Organized, Boisterous, Overbearing

Posted in Religion by chamblee54 on April 15, 2012







PG got the gang bang email. There were three pictures, which are included in this post. The text is below, with a reaction to follow. The black and white pictures are from The Library of Congress .

When 2nd Lt. James Cathey’s body arrived at the Reno Airport , Marines climbed into the cargo hold of the plane and draped the flag over his casket as passengers watched the family gather on the tarmac. During the arrival of another Marine’s casket last year at Denver International Airport , Major Steve Beck described the scene as so powerful: ‘See the people in the windows? They sat right there in the plane, watching those Marines. You gotta wonder what’s going through their minds, knowing that they’re on the plane that brought him home,’ he said. ‘They will remember being on that plane for the rest of their lives. They’re going to remember bringing that Marine home. And they should.’

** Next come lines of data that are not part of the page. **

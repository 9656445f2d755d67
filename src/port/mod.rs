//! Pooled station ports
//!
//! A `PortPool` owns a bounded set of ways to reach stations: outbound TCP
//! sockets, inbound client sockets, numbered ports on a device farm, or local
//! serial devices. A session leases one `IoPort` from the pool, connects it
//! to its station through the port's `Dialer`, and hands it back with
//! `release_port` when done.
//!
//! Exclusivity is carried by ownership: `allocate_port` returns an owned
//! `IoPort` and `release_port` consumes it, so a port cannot be held by two
//! sessions or released twice.
//!
//! # Adding a new pool
//!
//! 1. Create `port/my_pool.rs`
//! 2. Implement the `PortPool` trait
//! 3. Add a `PoolConfig` variant and a branch in `build_pool`

pub mod configurator;
pub mod farm;
pub mod listen;
pub mod serial;
pub mod tcp;

pub use farm::DeviceFarmPool;
pub use listen::ListeningPool;
pub use serial::SerialPool;
pub use tcp::TcpClientPool;

use crate::config::{PollerSettings, PoolConfig};
use crate::dialer::{Dialer, NullDialer};
use crate::error::{PollError, Result};
use crate::logging::SessionLog;
use crate::station::StationTarget;
use crate::status::StatusStore;
use async_trait::async_trait;
use std::fmt;
use std::net::SocketAddr;
use std::sync::Arc;
use tokio::io::{AsyncRead, AsyncWrite, AsyncWriteExt};

/// Read half of a connected port
pub type PortInput = Box<dyn AsyncRead + Send + Unpin>;

/// Write half of a connected port
pub type PortOutput = Box<dyn AsyncWrite + Send + Unpin>;

/// Lifecycle of a station session (and of asynchronous device configuration)
#[derive(Debug, Clone, Copy, PartialEq, Eq, Default)]
pub enum SessionState {
    #[default]
    Waiting,
    Running,
    Success,
    Failed,
}

impl fmt::Display for SessionState {
    fn fmt(&self, f: &mut fmt::Formatter<'_>) -> fmt::Result {
        let s = match self {
            Self::Waiting => "waiting",
            Self::Running => "running",
            Self::Success => "success",
            Self::Failed => "failed",
        };
        f.write_str(s)
    }
}

// =============================================================================
// IoPort
// =============================================================================

/// A leased port: identity within its pool, dialer, and stream halves once connected
pub struct IoPort {
    port_num: u32,
    port_name: String,
    dialer: Arc<dyn Dialer>,
    input: Option<PortInput>,
    output: Option<PortOutput>,
    peer: Option<SocketAddr>,
    configure_state: SessionState,
    log: Option<SessionLog>,
}

impl fmt::Debug for IoPort {
    fn fmt(&self, f: &mut fmt::Formatter<'_>) -> fmt::Result {
        f.debug_struct("IoPort")
            .field("port_num", &self.port_num)
            .field("port_name", &self.port_name)
            .field("dialer", &self.dialer.name())
            .field("connected", &self.output.is_some())
            .field("peer", &self.peer)
            .finish()
    }
}

impl IoPort {
    pub fn new(port_num: u32, port_name: impl Into<String>, dialer: Arc<dyn Dialer>) -> Self {
        Self {
            port_num,
            port_name: port_name.into(),
            dialer,
            input: None,
            output: None,
            peer: None,
            configure_state: SessionState::Waiting,
            log: None,
        }
    }

    /// Port already carrying an accepted connection
    pub fn from_stream<S>(port_num: u32, port_name: impl Into<String>, stream: S) -> Self
    where
        S: AsyncRead + AsyncWrite + Send + 'static,
    {
        let mut port = Self::new(port_num, port_name, Arc::new(NullDialer));
        port.attach(stream);
        port
    }

    pub fn port_num(&self) -> u32 {
        self.port_num
    }

    pub fn port_name(&self) -> &str {
        &self.port_name
    }

    pub fn dialer(&self) -> &Arc<dyn Dialer> {
        &self.dialer
    }

    pub fn set_dialer(&mut self, dialer: Arc<dyn Dialer>) {
        self.dialer = dialer;
    }

    pub fn peer(&self) -> Option<SocketAddr> {
        self.peer
    }

    pub fn set_peer(&mut self, peer: Option<SocketAddr>) {
        self.peer = peer;
    }

    pub fn configure_state(&self) -> SessionState {
        self.configure_state
    }

    pub fn set_configure_state(&mut self, state: SessionState) {
        self.configure_state = state;
    }

    pub fn is_connected(&self) -> bool {
        self.output.is_some()
    }

    /// Split a bidirectional stream onto this port
    pub fn attach<S>(&mut self, stream: S)
    where
        S: AsyncRead + AsyncWrite + Send + 'static,
    {
        let (rd, wr) = tokio::io::split(stream);
        self.input = Some(Box::new(rd));
        self.output = Some(Box::new(wr));
    }

    /// Lend the input half to a reader
    pub fn take_input(&mut self) -> Option<PortInput> {
        self.input.take()
    }

    pub fn restore_input(&mut self, input: PortInput) {
        self.input = Some(input);
    }

    /// Mirror transmitted bytes into a session file
    pub fn set_session_log(&mut self, log: Option<SessionLog>) {
        self.log = log;
    }

    pub fn session_log(&self) -> Option<&SessionLog> {
        self.log.as_ref()
    }

    /// Write and flush; fails with `NotConnected` when no output is attached
    pub async fn write_all(&mut self, data: &[u8]) -> std::io::Result<()> {
        let out = self
            .output
            .as_mut()
            .ok_or_else(|| std::io::Error::from(std::io::ErrorKind::NotConnected))?;
        out.write_all(data).await?;
        out.flush().await?;
        if let Some(ref log) = self.log {
            log.sent(data);
        }
        Ok(())
    }

    /// Prepare the device through the pool, then run the dialer
    pub async fn connect(&mut self, pool: &dyn PortPool, target: &StationTarget) -> Result<()> {
        pool.config_port(self, target).await?;
        let dialer = self.dialer.clone();
        dialer.connect(self, target).await
    }

    /// Hang up and drop the streams; never fails, safe to repeat
    pub async fn disconnect(&mut self) {
        let dialer = self.dialer.clone();
        dialer.disconnect(self).await;
        self.close_streams().await;
    }

    /// Shut down the write half and drop both halves
    pub async fn close_streams(&mut self) {
        if let Some(mut out) = self.output.take() {
            let _ = out.shutdown().await;
        }
        self.input = None;
        self.log = None;
    }
}

// =============================================================================
// PortPool
// =============================================================================

/// Bounded set of ports shared by concurrent sessions
///
/// Allocation and release on one pool are serialized by the pool's lock.
#[async_trait]
pub trait PortPool: Send + Sync {
    /// Pool kind, for log output
    fn name(&self) -> &str;

    /// Lease a free port, or `None` when none is available right now
    async fn allocate_port(&self) -> Option<IoPort>;

    /// Return a port; safe for ports that never connected
    async fn release_port(&self, port: IoPort, final_state: SessionState, was_connect_error: bool);

    fn num_ports(&self) -> usize;

    fn num_free_ports(&self) -> usize;

    /// Device preparation run by `IoPort::connect` before the dialer
    async fn config_port(&self, _port: &mut IoPort, _target: &StationTarget) -> Result<()> {
        Ok(())
    }

    /// Release everything still held; never hangs
    async fn close(&self);
}

/// Build an outbound pool from the `[pool]` section
///
/// The listening pool is bound separately (`ListeningPool::bind`) because its
/// controller needs the concrete type.
pub async fn build_pool(
    pool: &PoolConfig,
    settings: &PollerSettings,
    store: Arc<dyn StatusStore>,
) -> Result<Arc<dyn PortPool>> {
    match pool {
        PoolConfig::TcpClient(s) => Ok(Arc::new(TcpClientPool::from_config(s)?)),
        PoolConfig::DeviceFarm(s) => Ok(Arc::new(DeviceFarmPool::from_config(
            s,
            store,
            &settings.process_name,
        )?)),
        PoolConfig::Serial(s) => Ok(Arc::new(SerialPool::from_config(s)?)),
        PoolConfig::Listening(_) => Err(PollError::config(
            "listening pool accepts stations; use the listen command",
        )),
    }
}

/// Parse a port list such as `1-4,7,9-10`
///
/// Returns the sorted, de-duplicated port numbers. Empty lists and
/// reversed ranges are configuration errors.
pub fn parse_port_list(spec: &str) -> Result<Vec<u32>> {
    let mut ports = Vec::new();
    for part in spec.split(',').map(str::trim).filter(|p| !p.is_empty()) {
        let bad = || PollError::config(format!("invalid port range '{}'", part));
        match part.split_once('-') {
            Some((lo, hi)) => {
                let lo: u32 = lo.trim().parse().map_err(|_| bad())?;
                let hi: u32 = hi.trim().parse().map_err(|_| bad())?;
                if lo > hi {
                    return Err(bad());
                }
                ports.extend(lo..=hi);
            }
            None => ports.push(part.parse().map_err(|_| bad())?),
        }
    }
    ports.sort_unstable();
    ports.dedup();
    if ports.is_empty() {
        return Err(PollError::config("no ports configured"));
    }
    Ok(ports)
}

The night before the burial of her husband’s body, Katherine Cathey refused to leave the casket, asking to sleep next to his body for the last time. The Marines made a bed for her, tucking in the sheets below the flag. Before she fell asleep, she opened her laptop computer and played songs that reminded her of ‘Cat,’ and one of the Marines asked if she wanted them to continue standing watch as she slept. ‘I think it would be kind of nice if you kept doing it,’ she said. ‘I think that’s what he would have wanted’.

Very soon, you will see a great many people wearing blue every Friday. The reason? Americans who support our troops used to be called the ‘silent majority.’ We are no longer silent, and are voicing our love for G-d, country and home in record breaking numbers. We are not organized, boisterous or overbearing. Many Americans, like you, me and all our friends, simply want to recognize that the vast majority of America supports our troops.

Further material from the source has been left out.